> What the task asks:
Write out each line from the data below that includes the word "common".
--- Source information ---
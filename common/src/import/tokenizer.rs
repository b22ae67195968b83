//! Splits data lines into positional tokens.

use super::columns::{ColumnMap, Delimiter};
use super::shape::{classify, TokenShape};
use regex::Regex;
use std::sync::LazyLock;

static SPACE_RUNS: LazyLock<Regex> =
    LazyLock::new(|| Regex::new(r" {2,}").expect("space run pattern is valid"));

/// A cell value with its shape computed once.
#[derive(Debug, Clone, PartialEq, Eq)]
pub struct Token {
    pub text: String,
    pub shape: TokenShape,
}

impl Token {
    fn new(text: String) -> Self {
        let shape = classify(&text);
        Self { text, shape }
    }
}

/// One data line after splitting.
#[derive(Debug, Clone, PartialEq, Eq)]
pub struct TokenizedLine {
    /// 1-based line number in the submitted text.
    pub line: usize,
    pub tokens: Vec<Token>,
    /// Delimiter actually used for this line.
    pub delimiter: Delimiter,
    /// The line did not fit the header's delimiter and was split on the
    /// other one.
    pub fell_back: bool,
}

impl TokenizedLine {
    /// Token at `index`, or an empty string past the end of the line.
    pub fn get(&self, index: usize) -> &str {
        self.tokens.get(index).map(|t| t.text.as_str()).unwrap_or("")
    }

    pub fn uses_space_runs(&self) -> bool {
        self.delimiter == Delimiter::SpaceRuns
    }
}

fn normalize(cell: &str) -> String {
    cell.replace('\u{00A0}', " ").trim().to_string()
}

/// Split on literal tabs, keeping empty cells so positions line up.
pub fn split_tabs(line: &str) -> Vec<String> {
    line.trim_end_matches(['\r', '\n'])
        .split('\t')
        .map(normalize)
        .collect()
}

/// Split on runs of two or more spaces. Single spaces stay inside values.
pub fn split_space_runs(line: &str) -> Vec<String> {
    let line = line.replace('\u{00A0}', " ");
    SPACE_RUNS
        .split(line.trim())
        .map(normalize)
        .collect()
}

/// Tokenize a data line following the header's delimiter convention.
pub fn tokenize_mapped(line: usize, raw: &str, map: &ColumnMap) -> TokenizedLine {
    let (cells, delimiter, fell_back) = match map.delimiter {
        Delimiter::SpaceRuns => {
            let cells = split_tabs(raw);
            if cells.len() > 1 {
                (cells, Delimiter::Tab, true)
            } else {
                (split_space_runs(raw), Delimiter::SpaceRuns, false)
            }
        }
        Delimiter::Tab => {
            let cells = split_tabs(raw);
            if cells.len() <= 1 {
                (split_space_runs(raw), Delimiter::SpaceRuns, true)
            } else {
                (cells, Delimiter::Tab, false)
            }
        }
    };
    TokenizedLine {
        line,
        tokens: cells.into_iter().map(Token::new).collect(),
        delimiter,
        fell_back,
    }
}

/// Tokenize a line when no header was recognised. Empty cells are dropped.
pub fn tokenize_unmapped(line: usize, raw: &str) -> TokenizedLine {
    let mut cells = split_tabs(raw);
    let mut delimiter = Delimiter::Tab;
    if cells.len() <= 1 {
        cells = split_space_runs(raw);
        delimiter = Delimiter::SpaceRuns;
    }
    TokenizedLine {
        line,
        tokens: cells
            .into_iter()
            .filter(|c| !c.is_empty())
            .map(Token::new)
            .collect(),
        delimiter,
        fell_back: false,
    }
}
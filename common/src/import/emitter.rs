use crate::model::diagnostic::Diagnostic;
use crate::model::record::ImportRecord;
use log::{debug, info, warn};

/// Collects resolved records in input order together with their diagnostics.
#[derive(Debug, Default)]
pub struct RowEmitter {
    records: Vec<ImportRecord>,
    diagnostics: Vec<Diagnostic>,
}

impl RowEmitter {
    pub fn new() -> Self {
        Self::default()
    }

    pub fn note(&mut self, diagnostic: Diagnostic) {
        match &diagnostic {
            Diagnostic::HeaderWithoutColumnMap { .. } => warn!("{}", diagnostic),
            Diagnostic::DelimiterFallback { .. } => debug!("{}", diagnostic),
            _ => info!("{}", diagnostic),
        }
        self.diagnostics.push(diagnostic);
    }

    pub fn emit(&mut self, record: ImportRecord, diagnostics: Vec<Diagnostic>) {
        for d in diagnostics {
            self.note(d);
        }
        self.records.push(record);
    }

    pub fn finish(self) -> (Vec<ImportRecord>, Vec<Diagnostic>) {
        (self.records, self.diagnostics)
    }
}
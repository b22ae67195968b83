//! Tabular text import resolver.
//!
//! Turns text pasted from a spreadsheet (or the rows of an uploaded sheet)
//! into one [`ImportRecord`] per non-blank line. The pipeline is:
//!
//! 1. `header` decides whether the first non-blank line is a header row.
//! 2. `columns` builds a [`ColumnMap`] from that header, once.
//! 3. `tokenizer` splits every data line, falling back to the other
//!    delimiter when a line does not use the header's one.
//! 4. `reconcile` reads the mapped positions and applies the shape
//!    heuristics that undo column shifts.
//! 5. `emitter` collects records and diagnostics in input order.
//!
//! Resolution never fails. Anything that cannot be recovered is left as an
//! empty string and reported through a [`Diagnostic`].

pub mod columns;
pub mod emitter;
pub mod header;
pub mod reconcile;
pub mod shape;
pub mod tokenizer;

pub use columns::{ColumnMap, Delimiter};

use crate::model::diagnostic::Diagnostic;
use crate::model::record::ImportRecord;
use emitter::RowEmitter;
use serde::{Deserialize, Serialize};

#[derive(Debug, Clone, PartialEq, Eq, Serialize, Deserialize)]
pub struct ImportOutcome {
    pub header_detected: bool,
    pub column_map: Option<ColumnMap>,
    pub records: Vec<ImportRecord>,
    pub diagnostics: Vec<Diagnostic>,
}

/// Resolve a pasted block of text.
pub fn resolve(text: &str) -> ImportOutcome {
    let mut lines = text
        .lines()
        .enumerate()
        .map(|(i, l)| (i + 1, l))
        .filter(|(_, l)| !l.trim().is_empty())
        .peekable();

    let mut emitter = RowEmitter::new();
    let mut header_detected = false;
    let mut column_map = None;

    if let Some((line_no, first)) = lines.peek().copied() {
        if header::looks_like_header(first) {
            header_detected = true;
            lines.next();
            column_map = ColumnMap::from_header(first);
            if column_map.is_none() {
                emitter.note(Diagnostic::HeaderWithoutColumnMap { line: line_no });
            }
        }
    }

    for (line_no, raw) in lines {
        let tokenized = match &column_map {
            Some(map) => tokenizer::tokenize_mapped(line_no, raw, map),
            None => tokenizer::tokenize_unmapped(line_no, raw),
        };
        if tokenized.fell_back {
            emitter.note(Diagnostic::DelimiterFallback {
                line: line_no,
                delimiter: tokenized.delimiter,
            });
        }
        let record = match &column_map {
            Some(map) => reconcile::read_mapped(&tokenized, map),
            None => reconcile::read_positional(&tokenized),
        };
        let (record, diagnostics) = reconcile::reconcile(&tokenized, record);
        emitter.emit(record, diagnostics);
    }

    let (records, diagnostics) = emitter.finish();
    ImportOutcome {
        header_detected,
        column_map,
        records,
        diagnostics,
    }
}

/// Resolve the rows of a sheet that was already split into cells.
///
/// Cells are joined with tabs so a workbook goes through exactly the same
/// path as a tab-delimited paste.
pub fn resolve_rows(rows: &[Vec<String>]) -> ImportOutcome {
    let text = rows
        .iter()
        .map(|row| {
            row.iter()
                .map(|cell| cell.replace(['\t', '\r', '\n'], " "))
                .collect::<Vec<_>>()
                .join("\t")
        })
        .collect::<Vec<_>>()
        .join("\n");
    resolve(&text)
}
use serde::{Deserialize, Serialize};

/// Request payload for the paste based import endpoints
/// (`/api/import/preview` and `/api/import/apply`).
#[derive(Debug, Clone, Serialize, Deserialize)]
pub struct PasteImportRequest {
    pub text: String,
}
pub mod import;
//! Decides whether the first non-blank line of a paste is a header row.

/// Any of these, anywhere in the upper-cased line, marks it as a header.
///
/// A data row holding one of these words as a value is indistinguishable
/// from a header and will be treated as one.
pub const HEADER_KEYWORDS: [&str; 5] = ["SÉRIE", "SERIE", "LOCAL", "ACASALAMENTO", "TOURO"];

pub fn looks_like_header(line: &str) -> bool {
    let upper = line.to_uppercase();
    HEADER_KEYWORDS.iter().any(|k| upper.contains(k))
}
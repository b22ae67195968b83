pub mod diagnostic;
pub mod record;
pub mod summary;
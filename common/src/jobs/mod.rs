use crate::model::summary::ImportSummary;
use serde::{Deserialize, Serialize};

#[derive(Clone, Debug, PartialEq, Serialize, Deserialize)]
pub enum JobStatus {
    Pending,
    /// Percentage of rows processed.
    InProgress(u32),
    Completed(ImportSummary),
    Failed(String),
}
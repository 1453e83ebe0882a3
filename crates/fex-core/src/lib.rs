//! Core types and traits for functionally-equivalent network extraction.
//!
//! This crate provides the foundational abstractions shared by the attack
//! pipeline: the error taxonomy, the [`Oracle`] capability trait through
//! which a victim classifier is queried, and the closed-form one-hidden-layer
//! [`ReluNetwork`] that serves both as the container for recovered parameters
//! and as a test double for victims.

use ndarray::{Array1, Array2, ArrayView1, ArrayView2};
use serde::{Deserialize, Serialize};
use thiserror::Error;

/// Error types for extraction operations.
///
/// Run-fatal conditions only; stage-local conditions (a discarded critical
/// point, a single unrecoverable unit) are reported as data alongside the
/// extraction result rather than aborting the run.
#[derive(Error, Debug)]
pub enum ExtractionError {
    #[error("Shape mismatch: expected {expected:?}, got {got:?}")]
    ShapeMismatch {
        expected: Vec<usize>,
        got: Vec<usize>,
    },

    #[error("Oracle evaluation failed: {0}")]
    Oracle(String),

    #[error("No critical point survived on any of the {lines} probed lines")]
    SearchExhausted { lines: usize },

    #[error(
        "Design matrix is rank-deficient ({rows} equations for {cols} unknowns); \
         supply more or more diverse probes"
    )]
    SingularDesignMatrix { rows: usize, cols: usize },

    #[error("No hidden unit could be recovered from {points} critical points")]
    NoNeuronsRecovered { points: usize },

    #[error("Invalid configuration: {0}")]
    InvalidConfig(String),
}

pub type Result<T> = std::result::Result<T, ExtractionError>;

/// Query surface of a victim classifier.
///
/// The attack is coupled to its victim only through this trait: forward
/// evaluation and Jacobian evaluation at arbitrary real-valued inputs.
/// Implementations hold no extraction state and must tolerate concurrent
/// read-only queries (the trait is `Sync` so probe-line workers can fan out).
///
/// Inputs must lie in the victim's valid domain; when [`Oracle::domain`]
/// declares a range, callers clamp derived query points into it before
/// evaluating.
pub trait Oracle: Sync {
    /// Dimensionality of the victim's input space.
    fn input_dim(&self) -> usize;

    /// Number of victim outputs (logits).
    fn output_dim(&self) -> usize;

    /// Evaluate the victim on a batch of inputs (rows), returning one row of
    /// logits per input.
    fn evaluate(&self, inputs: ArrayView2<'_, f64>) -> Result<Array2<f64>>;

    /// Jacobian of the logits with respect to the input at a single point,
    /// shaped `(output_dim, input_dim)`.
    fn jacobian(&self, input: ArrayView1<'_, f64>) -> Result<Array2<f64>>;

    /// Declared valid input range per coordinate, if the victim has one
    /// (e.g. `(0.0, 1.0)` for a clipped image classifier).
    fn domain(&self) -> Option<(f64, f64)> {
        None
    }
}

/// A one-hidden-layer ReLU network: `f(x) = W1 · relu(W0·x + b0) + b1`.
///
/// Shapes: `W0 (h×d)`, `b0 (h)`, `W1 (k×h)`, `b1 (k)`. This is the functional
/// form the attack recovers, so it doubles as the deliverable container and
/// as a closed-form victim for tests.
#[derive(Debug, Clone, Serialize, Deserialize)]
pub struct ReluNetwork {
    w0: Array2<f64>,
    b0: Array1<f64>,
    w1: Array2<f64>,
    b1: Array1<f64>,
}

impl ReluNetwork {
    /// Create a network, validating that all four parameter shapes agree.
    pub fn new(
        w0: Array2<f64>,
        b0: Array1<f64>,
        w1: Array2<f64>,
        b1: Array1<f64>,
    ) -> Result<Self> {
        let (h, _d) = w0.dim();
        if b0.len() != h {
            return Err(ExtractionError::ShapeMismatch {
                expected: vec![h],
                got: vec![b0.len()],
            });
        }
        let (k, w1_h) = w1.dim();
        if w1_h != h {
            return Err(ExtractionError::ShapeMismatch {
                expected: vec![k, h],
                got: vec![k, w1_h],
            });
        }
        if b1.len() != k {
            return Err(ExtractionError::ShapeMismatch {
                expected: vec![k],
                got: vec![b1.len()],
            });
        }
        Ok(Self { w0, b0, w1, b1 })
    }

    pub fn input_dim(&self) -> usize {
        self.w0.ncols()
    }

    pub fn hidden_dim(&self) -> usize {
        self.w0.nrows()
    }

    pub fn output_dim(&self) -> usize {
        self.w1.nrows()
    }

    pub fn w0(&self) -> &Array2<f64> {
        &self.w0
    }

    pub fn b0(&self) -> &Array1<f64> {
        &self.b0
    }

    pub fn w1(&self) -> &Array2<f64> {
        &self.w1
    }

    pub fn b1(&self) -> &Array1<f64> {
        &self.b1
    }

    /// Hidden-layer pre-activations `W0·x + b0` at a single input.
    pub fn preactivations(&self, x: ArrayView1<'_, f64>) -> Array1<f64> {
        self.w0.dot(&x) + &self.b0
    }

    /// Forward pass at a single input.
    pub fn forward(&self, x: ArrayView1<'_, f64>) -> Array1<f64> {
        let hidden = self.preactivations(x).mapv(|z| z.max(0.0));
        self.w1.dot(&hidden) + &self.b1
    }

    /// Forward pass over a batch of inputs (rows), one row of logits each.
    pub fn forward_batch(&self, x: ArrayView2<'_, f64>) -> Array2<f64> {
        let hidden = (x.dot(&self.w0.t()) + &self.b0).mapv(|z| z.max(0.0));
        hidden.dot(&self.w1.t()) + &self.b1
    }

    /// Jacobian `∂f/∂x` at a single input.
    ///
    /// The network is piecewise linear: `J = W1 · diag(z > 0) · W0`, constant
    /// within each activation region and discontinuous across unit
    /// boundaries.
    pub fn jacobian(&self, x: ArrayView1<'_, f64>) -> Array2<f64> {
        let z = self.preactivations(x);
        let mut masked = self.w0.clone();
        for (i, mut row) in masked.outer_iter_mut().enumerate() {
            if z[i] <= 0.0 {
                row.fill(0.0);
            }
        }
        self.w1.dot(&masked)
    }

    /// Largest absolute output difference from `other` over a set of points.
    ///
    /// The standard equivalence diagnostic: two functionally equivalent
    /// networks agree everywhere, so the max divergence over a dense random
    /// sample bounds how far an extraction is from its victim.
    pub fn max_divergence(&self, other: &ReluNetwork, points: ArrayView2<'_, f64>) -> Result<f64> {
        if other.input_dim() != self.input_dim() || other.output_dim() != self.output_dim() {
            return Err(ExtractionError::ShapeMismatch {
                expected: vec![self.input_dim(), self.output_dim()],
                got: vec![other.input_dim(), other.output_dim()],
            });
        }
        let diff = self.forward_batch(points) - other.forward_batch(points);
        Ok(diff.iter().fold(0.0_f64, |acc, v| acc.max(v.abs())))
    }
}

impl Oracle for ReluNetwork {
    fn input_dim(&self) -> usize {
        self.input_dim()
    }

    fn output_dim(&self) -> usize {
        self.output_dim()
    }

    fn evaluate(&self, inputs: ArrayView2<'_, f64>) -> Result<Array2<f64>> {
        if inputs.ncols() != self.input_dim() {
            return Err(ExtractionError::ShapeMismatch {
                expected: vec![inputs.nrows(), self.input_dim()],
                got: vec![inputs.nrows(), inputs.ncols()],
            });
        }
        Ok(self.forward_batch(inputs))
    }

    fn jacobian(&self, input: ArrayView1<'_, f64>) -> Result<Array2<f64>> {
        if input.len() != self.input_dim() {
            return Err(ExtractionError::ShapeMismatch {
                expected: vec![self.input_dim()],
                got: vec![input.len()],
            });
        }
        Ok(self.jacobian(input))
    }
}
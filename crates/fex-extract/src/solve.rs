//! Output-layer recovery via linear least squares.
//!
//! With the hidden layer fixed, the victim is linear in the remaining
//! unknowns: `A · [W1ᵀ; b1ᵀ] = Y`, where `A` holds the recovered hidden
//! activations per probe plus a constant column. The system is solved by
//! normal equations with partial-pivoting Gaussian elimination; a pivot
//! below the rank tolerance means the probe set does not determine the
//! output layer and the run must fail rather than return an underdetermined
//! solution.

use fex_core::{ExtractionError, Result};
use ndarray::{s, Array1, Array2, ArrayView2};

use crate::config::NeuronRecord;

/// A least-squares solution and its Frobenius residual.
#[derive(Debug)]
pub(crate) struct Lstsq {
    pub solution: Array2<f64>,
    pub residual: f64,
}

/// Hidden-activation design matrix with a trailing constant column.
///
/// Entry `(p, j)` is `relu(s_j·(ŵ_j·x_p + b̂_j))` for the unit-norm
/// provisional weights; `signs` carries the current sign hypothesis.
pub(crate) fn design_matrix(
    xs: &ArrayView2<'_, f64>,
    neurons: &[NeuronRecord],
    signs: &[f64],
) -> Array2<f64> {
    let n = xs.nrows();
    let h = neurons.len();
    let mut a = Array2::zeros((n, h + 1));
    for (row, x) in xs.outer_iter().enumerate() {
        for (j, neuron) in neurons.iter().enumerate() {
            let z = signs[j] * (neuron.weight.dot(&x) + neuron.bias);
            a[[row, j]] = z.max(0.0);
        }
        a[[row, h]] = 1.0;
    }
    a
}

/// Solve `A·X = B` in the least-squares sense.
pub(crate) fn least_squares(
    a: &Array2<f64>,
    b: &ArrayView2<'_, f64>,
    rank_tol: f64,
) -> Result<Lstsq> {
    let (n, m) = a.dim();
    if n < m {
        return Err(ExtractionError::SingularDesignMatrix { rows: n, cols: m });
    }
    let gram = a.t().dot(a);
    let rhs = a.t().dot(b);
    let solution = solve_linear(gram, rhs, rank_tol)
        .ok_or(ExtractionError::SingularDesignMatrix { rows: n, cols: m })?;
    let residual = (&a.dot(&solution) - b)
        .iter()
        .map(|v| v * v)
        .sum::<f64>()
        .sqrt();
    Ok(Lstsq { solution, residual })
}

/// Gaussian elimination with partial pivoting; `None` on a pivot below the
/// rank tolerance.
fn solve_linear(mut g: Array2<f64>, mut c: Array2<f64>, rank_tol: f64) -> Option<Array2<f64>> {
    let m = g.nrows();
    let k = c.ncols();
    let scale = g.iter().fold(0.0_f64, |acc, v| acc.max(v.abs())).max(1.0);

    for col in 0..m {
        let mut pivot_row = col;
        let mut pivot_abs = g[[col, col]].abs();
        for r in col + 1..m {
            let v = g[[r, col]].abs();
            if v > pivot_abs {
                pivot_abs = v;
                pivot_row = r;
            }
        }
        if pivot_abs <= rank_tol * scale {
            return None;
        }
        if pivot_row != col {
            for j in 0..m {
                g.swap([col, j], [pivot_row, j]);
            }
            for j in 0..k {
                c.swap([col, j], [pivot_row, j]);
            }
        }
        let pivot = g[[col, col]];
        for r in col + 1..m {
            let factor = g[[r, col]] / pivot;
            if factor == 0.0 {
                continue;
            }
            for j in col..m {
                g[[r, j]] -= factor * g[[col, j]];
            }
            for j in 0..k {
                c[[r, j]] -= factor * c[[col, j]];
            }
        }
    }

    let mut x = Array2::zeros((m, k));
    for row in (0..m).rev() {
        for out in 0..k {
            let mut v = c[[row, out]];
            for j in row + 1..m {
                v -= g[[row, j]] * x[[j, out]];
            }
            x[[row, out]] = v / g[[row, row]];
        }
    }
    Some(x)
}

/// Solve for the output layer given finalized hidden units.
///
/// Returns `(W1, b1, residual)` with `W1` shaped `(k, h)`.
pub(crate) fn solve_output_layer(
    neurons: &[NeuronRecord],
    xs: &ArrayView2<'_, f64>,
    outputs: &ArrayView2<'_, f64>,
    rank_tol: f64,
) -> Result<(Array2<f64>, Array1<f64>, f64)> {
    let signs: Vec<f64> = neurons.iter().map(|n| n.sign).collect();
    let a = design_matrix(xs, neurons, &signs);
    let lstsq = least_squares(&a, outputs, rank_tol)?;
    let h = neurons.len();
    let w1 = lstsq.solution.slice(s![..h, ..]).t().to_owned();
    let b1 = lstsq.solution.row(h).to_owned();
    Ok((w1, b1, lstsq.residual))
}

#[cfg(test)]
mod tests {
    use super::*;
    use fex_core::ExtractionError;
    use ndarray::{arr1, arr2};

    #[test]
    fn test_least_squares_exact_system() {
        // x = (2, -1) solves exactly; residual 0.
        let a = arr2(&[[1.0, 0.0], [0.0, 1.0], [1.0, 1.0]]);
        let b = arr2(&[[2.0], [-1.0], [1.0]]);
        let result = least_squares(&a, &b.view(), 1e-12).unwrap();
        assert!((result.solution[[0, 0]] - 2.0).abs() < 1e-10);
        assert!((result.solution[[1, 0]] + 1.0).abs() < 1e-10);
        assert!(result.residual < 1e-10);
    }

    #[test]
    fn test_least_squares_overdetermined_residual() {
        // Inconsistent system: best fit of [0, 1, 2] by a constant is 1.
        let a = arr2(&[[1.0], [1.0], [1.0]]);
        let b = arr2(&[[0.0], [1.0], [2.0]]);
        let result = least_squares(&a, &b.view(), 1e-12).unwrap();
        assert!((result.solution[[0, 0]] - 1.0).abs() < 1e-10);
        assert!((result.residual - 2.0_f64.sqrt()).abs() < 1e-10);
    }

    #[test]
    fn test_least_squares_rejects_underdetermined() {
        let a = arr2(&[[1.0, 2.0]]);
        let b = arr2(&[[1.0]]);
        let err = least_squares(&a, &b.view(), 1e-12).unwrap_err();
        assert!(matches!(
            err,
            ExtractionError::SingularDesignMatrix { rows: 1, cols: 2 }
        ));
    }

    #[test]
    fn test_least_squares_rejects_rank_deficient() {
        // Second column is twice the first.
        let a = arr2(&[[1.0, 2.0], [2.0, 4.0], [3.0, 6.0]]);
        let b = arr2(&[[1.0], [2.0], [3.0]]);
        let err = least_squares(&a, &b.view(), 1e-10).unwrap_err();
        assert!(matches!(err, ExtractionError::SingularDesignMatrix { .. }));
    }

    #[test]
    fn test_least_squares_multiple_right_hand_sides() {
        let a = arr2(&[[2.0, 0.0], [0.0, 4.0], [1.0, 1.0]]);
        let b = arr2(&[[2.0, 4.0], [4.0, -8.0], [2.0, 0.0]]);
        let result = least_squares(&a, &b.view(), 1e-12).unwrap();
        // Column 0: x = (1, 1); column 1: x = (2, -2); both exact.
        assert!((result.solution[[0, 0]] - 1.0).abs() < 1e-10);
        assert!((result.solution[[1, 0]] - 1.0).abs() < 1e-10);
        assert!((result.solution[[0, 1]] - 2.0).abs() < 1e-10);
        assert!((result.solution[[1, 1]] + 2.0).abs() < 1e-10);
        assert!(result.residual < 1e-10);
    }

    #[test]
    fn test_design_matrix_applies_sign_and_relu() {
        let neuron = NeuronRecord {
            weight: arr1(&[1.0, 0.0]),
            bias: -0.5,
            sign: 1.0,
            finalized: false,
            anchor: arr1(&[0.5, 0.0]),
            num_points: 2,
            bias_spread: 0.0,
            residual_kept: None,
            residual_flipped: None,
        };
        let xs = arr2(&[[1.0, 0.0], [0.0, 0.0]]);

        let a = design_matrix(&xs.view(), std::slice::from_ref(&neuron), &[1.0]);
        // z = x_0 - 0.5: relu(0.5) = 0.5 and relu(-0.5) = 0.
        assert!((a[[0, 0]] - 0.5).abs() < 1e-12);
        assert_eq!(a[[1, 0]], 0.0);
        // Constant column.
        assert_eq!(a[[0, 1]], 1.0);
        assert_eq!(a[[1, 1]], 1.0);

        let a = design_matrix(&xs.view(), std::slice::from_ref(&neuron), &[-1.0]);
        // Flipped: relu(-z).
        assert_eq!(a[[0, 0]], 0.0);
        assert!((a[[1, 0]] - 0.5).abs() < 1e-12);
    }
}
---
> Answer area:
filename common/src/import/tokenizer.rs
filename common/src/import/emitter.rs
filename common/src/jobs/mod.rs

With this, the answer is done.